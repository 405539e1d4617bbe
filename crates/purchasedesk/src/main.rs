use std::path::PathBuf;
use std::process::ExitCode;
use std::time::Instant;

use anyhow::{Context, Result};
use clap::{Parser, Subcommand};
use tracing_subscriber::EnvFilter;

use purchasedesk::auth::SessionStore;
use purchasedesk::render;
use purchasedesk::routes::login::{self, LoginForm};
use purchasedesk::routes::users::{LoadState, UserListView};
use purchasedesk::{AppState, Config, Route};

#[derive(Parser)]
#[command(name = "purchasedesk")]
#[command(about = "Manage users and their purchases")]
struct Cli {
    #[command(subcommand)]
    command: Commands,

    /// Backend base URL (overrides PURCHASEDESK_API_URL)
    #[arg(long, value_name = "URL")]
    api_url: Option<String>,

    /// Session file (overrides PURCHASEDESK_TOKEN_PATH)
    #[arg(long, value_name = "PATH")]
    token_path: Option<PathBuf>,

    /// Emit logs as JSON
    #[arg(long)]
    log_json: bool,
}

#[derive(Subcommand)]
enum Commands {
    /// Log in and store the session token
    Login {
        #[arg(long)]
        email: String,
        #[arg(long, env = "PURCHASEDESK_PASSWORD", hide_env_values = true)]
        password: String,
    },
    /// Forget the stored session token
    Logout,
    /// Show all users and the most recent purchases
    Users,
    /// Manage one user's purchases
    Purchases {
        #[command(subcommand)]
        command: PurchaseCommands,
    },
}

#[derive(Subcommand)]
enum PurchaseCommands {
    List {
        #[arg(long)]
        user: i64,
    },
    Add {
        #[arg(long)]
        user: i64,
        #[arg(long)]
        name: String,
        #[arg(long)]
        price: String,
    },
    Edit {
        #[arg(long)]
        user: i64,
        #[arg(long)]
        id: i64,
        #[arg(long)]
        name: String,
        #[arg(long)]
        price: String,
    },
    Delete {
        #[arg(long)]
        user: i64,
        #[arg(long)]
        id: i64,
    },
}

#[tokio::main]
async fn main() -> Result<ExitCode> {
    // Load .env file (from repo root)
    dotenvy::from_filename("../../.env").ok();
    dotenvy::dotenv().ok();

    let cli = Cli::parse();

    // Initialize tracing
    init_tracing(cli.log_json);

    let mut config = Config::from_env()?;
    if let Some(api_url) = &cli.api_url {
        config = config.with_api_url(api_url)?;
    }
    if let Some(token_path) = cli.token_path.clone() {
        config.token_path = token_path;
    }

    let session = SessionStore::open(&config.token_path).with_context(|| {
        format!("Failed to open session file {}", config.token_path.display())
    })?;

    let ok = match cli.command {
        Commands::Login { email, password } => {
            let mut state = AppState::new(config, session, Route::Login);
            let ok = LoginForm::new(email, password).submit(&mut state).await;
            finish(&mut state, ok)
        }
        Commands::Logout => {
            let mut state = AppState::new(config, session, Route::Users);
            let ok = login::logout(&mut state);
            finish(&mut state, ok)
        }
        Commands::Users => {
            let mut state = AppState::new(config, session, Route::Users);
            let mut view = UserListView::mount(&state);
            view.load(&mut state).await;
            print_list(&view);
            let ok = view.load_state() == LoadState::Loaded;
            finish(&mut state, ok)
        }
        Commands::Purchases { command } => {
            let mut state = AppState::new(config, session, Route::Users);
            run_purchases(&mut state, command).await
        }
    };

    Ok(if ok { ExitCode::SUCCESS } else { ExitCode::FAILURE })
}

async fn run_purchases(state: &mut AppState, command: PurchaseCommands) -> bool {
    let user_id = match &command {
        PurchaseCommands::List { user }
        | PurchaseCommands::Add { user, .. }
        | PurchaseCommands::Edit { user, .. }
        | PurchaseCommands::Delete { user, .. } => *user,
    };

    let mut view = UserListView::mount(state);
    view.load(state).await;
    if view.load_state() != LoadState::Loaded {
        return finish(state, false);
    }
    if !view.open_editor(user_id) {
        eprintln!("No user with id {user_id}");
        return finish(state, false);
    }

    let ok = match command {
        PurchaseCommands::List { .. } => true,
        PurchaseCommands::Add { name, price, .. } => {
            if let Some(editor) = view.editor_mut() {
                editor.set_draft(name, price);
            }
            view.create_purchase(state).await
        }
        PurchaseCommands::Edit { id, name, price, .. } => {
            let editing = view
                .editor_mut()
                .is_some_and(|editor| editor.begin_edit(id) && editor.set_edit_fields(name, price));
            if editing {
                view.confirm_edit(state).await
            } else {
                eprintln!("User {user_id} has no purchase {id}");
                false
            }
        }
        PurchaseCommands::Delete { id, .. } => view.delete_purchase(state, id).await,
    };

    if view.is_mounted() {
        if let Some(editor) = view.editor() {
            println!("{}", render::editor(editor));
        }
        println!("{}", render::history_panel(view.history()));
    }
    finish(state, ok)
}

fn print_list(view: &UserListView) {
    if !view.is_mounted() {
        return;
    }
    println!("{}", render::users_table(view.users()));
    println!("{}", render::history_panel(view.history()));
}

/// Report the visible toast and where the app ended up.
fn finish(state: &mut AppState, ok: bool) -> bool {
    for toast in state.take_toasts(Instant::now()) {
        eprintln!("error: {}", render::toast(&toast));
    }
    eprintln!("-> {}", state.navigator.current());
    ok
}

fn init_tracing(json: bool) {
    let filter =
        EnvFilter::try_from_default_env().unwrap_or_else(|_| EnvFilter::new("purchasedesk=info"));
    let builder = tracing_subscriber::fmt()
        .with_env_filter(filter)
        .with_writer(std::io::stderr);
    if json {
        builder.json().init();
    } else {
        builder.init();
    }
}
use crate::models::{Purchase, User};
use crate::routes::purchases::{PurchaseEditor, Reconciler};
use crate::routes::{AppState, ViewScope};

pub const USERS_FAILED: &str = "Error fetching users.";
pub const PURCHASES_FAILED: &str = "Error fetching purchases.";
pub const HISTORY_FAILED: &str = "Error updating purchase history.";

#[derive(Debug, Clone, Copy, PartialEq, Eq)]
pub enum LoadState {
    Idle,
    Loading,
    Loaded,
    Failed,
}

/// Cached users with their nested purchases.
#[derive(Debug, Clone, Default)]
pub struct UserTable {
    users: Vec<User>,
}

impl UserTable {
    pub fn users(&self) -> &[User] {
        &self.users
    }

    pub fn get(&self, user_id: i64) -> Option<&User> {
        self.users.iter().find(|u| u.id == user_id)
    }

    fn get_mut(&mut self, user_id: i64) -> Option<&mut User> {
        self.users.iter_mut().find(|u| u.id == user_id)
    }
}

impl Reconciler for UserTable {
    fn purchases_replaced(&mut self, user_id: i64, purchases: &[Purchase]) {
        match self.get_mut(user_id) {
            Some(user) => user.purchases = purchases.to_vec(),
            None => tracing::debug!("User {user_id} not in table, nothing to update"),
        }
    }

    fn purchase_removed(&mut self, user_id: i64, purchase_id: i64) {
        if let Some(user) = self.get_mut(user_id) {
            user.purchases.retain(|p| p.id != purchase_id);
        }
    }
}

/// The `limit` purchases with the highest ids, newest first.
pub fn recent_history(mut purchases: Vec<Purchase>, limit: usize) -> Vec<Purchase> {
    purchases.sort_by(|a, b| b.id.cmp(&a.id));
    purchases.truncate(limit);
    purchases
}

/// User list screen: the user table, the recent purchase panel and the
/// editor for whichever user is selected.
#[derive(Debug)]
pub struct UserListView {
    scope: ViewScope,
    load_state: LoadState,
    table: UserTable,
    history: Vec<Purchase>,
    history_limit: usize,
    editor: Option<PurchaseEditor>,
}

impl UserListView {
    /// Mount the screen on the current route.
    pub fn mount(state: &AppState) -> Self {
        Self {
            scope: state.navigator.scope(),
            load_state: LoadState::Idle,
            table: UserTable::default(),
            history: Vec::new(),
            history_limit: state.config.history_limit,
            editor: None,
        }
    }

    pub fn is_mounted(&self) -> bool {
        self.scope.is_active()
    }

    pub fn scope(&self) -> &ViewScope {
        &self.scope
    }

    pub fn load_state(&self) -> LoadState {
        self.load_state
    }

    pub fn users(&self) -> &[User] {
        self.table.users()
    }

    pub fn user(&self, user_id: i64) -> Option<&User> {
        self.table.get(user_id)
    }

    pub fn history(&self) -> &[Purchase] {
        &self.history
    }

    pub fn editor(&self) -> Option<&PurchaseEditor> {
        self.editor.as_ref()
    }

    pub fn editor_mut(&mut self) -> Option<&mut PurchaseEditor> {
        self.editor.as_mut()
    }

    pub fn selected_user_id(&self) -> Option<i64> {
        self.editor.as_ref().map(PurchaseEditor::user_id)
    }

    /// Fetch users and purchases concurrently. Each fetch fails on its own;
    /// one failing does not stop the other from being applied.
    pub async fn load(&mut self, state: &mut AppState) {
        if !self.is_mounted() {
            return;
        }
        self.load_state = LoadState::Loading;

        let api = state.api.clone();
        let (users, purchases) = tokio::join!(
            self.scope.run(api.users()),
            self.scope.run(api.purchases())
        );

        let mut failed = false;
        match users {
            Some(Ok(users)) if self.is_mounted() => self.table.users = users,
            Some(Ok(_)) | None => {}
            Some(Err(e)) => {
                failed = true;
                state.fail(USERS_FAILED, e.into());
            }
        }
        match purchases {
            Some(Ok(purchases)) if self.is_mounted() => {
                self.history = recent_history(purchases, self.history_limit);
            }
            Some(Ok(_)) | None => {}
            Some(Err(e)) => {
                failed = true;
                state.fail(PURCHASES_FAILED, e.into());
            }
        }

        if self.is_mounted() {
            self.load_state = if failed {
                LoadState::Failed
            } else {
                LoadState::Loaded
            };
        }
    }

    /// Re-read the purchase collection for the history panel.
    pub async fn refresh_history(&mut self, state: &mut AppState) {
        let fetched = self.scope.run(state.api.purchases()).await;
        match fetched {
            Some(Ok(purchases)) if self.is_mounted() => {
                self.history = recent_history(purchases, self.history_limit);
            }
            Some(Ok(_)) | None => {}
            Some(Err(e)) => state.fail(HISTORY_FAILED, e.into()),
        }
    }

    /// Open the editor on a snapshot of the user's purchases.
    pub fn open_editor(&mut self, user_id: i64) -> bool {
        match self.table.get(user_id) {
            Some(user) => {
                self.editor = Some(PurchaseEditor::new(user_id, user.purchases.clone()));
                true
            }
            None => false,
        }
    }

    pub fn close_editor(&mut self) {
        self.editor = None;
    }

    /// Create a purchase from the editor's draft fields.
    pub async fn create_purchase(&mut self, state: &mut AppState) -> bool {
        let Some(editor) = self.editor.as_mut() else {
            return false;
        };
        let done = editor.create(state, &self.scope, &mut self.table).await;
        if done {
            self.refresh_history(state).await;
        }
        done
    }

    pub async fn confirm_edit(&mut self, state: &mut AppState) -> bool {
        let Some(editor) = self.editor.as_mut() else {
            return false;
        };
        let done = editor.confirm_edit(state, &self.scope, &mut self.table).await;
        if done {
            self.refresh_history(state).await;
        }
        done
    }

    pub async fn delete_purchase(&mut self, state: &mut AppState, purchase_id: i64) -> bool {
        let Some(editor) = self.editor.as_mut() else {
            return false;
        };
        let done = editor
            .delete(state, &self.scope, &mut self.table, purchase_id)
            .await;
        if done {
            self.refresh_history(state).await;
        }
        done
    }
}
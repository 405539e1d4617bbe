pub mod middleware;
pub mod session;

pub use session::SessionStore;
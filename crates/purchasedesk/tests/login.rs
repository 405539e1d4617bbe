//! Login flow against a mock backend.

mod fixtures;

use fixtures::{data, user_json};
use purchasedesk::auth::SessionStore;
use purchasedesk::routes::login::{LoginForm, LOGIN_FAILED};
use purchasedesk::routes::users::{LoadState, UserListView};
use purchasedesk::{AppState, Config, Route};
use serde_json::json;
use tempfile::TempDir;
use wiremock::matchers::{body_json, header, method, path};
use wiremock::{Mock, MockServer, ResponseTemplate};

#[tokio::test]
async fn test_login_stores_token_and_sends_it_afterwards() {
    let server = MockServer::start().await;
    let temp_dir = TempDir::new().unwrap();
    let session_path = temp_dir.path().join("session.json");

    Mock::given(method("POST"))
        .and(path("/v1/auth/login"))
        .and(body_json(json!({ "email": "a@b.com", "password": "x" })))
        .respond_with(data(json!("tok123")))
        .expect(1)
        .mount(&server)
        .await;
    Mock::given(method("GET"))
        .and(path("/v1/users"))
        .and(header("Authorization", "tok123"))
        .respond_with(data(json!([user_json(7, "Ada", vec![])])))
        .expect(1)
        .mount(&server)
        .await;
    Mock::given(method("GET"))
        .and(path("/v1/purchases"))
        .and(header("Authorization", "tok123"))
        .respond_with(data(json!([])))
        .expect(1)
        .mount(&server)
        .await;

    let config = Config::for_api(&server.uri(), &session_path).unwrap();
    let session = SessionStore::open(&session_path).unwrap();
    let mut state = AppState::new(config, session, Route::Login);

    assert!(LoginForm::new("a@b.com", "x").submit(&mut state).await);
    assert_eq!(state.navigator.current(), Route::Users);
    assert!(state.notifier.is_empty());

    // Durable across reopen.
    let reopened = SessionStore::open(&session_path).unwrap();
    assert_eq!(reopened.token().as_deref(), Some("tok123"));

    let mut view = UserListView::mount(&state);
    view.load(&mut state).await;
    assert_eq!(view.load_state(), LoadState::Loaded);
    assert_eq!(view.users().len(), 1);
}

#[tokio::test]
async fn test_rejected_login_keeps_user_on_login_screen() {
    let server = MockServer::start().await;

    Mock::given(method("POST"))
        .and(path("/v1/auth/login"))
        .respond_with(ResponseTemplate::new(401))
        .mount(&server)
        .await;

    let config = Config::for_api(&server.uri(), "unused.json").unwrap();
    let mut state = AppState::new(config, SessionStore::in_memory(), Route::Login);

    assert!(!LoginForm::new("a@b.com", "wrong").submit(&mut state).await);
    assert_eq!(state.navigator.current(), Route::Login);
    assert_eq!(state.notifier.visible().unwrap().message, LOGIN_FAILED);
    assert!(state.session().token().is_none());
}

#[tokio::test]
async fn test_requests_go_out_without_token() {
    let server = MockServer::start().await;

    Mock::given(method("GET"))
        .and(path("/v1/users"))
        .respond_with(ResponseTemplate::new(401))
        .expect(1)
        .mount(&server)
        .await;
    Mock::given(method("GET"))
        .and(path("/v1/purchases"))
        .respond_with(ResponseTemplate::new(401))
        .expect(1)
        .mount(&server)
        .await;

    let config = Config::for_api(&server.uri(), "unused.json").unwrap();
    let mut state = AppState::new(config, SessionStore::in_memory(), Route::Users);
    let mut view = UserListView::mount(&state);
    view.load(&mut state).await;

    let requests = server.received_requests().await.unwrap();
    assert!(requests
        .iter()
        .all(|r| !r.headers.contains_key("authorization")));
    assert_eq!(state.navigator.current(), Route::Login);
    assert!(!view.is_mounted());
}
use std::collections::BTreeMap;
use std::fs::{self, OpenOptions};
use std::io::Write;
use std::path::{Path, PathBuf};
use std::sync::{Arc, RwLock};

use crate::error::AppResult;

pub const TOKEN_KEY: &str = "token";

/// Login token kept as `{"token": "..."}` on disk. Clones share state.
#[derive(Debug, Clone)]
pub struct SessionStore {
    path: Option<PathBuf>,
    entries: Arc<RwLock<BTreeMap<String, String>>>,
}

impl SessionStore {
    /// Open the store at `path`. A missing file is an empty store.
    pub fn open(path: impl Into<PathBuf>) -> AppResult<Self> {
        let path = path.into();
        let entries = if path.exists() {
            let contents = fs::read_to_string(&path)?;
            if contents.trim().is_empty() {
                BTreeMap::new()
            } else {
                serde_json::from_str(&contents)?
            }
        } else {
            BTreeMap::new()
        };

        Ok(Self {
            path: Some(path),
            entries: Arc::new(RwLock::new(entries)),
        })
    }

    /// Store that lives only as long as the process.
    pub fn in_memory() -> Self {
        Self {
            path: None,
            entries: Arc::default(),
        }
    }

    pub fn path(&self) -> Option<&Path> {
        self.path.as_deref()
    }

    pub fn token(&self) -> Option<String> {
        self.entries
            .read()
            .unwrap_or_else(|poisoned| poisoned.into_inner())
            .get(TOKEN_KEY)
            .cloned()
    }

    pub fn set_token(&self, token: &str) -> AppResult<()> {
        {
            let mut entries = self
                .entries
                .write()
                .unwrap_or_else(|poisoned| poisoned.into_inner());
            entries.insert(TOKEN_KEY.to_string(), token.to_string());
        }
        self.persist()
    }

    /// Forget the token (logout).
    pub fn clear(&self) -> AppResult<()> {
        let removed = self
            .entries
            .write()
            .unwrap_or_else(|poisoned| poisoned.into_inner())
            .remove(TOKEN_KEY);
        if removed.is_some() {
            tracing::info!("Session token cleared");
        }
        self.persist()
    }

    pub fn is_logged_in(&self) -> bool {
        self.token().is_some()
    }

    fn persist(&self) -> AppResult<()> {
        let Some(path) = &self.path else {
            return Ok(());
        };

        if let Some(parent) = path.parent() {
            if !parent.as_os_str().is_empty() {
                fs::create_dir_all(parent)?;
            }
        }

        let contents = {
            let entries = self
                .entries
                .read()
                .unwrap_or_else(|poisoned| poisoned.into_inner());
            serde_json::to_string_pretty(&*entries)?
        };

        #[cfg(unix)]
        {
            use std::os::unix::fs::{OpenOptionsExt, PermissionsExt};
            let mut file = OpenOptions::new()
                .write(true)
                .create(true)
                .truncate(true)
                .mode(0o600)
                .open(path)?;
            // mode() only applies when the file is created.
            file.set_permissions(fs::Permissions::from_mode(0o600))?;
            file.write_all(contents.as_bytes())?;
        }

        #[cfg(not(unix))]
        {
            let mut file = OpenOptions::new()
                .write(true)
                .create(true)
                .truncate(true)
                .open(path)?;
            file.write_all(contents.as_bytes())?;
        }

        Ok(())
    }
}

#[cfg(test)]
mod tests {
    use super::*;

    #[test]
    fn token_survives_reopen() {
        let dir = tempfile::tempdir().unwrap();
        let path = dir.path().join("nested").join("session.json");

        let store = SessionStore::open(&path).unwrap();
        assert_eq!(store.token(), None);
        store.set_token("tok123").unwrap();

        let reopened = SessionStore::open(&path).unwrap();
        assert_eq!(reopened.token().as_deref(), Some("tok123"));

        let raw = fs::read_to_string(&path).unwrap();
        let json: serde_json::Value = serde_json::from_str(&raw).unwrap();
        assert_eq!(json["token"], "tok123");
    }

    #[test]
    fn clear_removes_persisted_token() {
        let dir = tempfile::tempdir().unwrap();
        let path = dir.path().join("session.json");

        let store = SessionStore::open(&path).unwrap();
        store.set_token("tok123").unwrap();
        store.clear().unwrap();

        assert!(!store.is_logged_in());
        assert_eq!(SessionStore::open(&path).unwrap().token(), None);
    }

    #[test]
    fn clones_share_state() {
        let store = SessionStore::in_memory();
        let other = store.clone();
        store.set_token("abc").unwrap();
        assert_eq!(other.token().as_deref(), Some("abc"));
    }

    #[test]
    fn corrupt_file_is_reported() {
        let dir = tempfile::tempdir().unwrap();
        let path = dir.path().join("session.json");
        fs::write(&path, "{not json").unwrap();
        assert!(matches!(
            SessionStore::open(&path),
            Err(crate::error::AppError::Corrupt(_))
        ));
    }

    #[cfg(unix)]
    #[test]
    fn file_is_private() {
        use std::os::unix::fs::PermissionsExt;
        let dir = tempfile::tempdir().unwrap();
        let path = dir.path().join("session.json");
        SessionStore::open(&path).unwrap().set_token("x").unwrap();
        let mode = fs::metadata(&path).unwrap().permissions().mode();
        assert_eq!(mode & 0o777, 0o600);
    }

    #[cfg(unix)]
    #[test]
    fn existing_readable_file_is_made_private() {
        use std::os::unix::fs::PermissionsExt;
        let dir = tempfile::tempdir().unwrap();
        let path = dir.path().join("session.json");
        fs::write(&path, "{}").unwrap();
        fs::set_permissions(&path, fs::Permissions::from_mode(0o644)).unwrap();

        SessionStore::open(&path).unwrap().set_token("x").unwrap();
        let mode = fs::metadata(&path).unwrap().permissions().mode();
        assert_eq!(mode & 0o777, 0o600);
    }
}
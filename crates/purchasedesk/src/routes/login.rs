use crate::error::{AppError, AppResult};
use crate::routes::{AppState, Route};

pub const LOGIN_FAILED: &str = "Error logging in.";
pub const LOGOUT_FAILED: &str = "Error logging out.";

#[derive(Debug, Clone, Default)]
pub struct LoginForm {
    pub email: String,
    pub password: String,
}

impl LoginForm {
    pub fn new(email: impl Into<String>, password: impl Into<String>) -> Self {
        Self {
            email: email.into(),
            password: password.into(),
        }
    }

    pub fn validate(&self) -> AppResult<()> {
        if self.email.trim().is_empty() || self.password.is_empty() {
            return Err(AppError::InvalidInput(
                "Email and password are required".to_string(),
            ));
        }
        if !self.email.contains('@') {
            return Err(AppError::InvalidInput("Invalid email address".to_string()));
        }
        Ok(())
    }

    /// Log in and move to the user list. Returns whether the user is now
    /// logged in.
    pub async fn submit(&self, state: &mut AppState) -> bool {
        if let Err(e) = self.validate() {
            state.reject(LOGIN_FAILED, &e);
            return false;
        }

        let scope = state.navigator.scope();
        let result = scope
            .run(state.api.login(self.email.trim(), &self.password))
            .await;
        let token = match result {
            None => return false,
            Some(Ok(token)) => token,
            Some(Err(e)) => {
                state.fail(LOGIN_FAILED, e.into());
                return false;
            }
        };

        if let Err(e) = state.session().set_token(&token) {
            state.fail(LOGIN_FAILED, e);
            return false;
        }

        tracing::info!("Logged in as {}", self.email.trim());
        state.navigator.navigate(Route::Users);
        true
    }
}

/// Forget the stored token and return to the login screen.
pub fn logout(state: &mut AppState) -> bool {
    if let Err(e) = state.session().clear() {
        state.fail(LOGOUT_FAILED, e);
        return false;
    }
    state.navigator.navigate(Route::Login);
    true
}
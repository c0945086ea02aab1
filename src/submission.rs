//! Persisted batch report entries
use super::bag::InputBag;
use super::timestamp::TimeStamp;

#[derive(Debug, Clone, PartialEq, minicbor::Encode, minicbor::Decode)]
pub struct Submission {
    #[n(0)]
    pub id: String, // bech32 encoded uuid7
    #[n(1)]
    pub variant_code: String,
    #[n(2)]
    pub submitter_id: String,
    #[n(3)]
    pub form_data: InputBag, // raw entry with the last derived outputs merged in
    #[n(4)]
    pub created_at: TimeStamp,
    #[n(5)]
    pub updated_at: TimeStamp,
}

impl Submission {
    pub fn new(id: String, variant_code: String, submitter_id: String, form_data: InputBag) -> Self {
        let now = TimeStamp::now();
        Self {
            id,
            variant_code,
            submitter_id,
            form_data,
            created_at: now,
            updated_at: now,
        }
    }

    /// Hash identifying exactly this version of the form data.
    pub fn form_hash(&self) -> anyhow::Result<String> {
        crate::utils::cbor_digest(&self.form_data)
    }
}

----

**Exercise prompt:** Search the entries for the word "dotenvy" and report how many lines contain it, as a bare number.

**The answer:** 2